> **EXCERPTED RECORDS**
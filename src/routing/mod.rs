//! Routing subsystem.
//!
//! # Data Flow
//! ```text
//! Incoming Request (method, path)
//!     → router.rs (route lookup, first match wins)
//!     → matcher.rs (segment-wise pattern match, parameter binding)
//!     → Return: handler reply, or 404 on no match
//!
//! Route Registration (at startup):
//!     (method, "/pattern/:param", handler)
//!     → Parse pattern into static/param segments
//!     → Reject duplicates
//!     → Freeze as immutable Router behind Arc
//! ```

pub mod matcher;
pub mod router;

pub use matcher::{Params, PathPattern, PatternError};
pub use router::{Handler, HandlerFuture, Route, RouteMatch, Router, RouterError};
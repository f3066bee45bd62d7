//! Timeout enforcement.
//!
//! # Responsibilities
//! - Wrap external calls (DNS lookups) with a deadline
//! - Report expiry as a distinct error the caller can render
//!
//! # Design Decisions
//! - Uses Tokio's timeout facilities
//! - Dropping the wrapped future is the only cancellation; blocking work
//!   already handed to the resolver thread pool runs to completion

use std::future::Future;
use std::time::Duration;

pub use tokio::time::error::Elapsed;

/// Await `future`, giving up after `deadline`.
pub async fn with_deadline<F>(deadline: Duration, future: F) -> Result<F::Output, Elapsed>
where
    F: Future,
{
    tokio::time::timeout(deadline, future).await
}
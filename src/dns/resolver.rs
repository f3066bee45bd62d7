//! Bounded hostname resolution.

use std::collections::BTreeMap;
use std::future::Future;
use std::io;
use std::net::SocketAddr;
use std::time::Duration;

use futures_util::stream::{self, StreamExt};

use crate::config::DnsConfig;
use crate::resilience::with_deadline;

/// Why a domain list, or a single domain in it, could not be resolved.
#[derive(Debug, thiserror::Error)]
pub enum DnsError {
    #[error("lookup {domain}: {source}")]
    Lookup {
        domain: String,
        #[source]
        source: io::Error,
    },

    #[error("lookup {domain}: timed out after {}ms", .after.as_millis())]
    Timeout { domain: String, after: Duration },

    #[error("{count} domains requested, at most {max} allowed")]
    TooManyDomains { count: usize, max: usize },
}

/// Per-request bounds on DNS work.
#[derive(Debug, Clone, Copy, PartialEq, Eq)]
pub struct DnsLimits {
    /// Deadline for each lookup.
    pub timeout: Duration,
    /// Lookups in flight at once.
    pub max_concurrent: usize,
    /// Distinct domains one request may list.
    pub max_domains: usize,
}

impl From<&DnsConfig> for DnsLimits {
    fn from(config: &DnsConfig) -> Self {
        Self {
            timeout: Duration::from_millis(config.timeout_ms),
            max_concurrent: config.max_concurrent,
            max_domains: config.max_domains,
        }
    }
}

impl Default for DnsLimits {
    fn default() -> Self {
        Self::from(&DnsConfig::default())
    }
}

/// Resolve `domain` and return its first IPv4 address.
///
/// Resolves to an empty string when the name only has IPv6 addresses.
pub async fn resolve_first_ipv4(domain: &str, timeout: Duration) -> Result<String, DnsError> {
    first_ipv4_with(domain, timeout, tokio::net::lookup_host((domain, 0u16))).await
}

async fn first_ipv4_with<F, I>(domain: &str, timeout: Duration, lookup: F) -> Result<String, DnsError>
where
    F: Future<Output = io::Result<I>>,
    I: Iterator<Item = SocketAddr>,
{
    let addrs = with_deadline(timeout, lookup)
        .await
        .map_err(|_| DnsError::Timeout {
            domain: domain.to_string(),
            after: timeout,
        })?
        .map_err(|source| DnsError::Lookup {
            domain: domain.to_string(),
            source,
        })?;

    Ok(addrs
        .map(|addr| addr.ip())
        .find(|ip| ip.is_ipv4())
        .map(|ip| ip.to_string())
        .unwrap_or_default())
}

/// Resolve a comma-separated domain list with the system resolver.
///
/// Every domain gets a key; failures are rendered as `ERR: <message>` and
/// never affect the other entries. An empty list yields an empty map.
pub async fn resolve_all(
    domains: &str,
    limits: &DnsLimits,
) -> Result<BTreeMap<String, String>, DnsError> {
    let timeout = limits.timeout;
    resolve_each(domains, limits, move |domain: String| async move {
        resolve_first_ipv4(&domain, timeout).await
    })
    .await
}

/// Resolve a comma-separated domain list with `resolve`.
///
/// At most `limits.max_concurrent` lookups run at once. A list naming more
/// than `limits.max_domains` distinct domains is rejected before any lookup
/// starts.
pub async fn resolve_each<F, Fut>(
    domains: &str,
    limits: &DnsLimits,
    resolve: F,
) -> Result<BTreeMap<String, String>, DnsError>
where
    F: Fn(String) -> Fut,
    Fut: Future<Output = Result<String, DnsError>>,
{
    if domains.is_empty() {
        return Ok(BTreeMap::new());
    }

    let mut unique: Vec<&str> = domains.split(',').collect();
    unique.sort_unstable();
    unique.dedup();

    if unique.len() > limits.max_domains {
        return Err(DnsError::TooManyDomains {
            count: unique.len(),
            max: limits.max_domains,
        });
    }

    let unique: Vec<String> = unique.into_iter().map(String::from).collect();
    let resolved: BTreeMap<String, String> = stream::iter(unique)
        .map(|domain| {
            let lookup = resolve(domain.clone());
            async move {
                let value = match lookup.await {
                    Ok(ip) => ip,
                    Err(e) => {
                        tracing::debug!(domain = %domain, error = %e, "DNS lookup failed");
                        format!("ERR: {e}")
                    }
                };
                (domain, value)
            }
        })
        .buffer_unordered(limits.max_concurrent.max(1))
        .collect()
        .await;

    Ok(resolved)
}
//! DNS lookups for the `/dns/:domains` route.
//!
//! # Data Flow
//! ```text
//! "a.com,b.org"
//!     → split on ',', dedup, reject lists over dns.max_domains
//!     → resolver.rs (one bounded lookup per domain, at most
//!       dns.max_concurrent in flight)
//!     → { domain: first IPv4 | "" | "ERR: <message>" }
//! ```

pub mod resolver;

pub use resolver::{resolve_all, resolve_each, resolve_first_ipv4, DnsError, DnsLimits};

> **TASK REQUIREMENTS**
Only the lines from the top of the data through the line that contains "cancellation; blocking work" should be quoted, exactly as they stand.

> **OUTPUT FOR THIS TASK**
filename src/routing/mod.rs
//! Routing subsystem.
//!
//! # Data Flow
//! ```text
//! Incoming Request (method, path)
//!     → router.rs (route lookup, first match wins)
//!     → matcher.rs (segment-wise pattern match, parameter binding)
//!     → Return: handler reply, or 404 on no match
//!
//! Route Registration (at startup):
//!     (method, "/pattern/:param", handler)
//!     → Parse pattern into static/param segments
//!     → Reject duplicates
//!     → Freeze as immutable Router behind Arc
//! ```

pub mod matcher;
pub mod router;

pub use matcher::{Params, PathPattern, PatternError};
pub use router::{Handler, HandlerFuture, Route, RouteMatch, Router, RouterError};
repository f3066bee45bd62d7
//! Timeout enforcement.
//!
//! # Responsibilities
//! - Wrap external calls (DNS lookups) with a deadline
//! - Report expiry as a distinct error the caller can render
//!
//! # Design Decisions
//! - Uses Tokio's timeout facilities
//! - Dropping the wrapped future is the only cancellation; blocking work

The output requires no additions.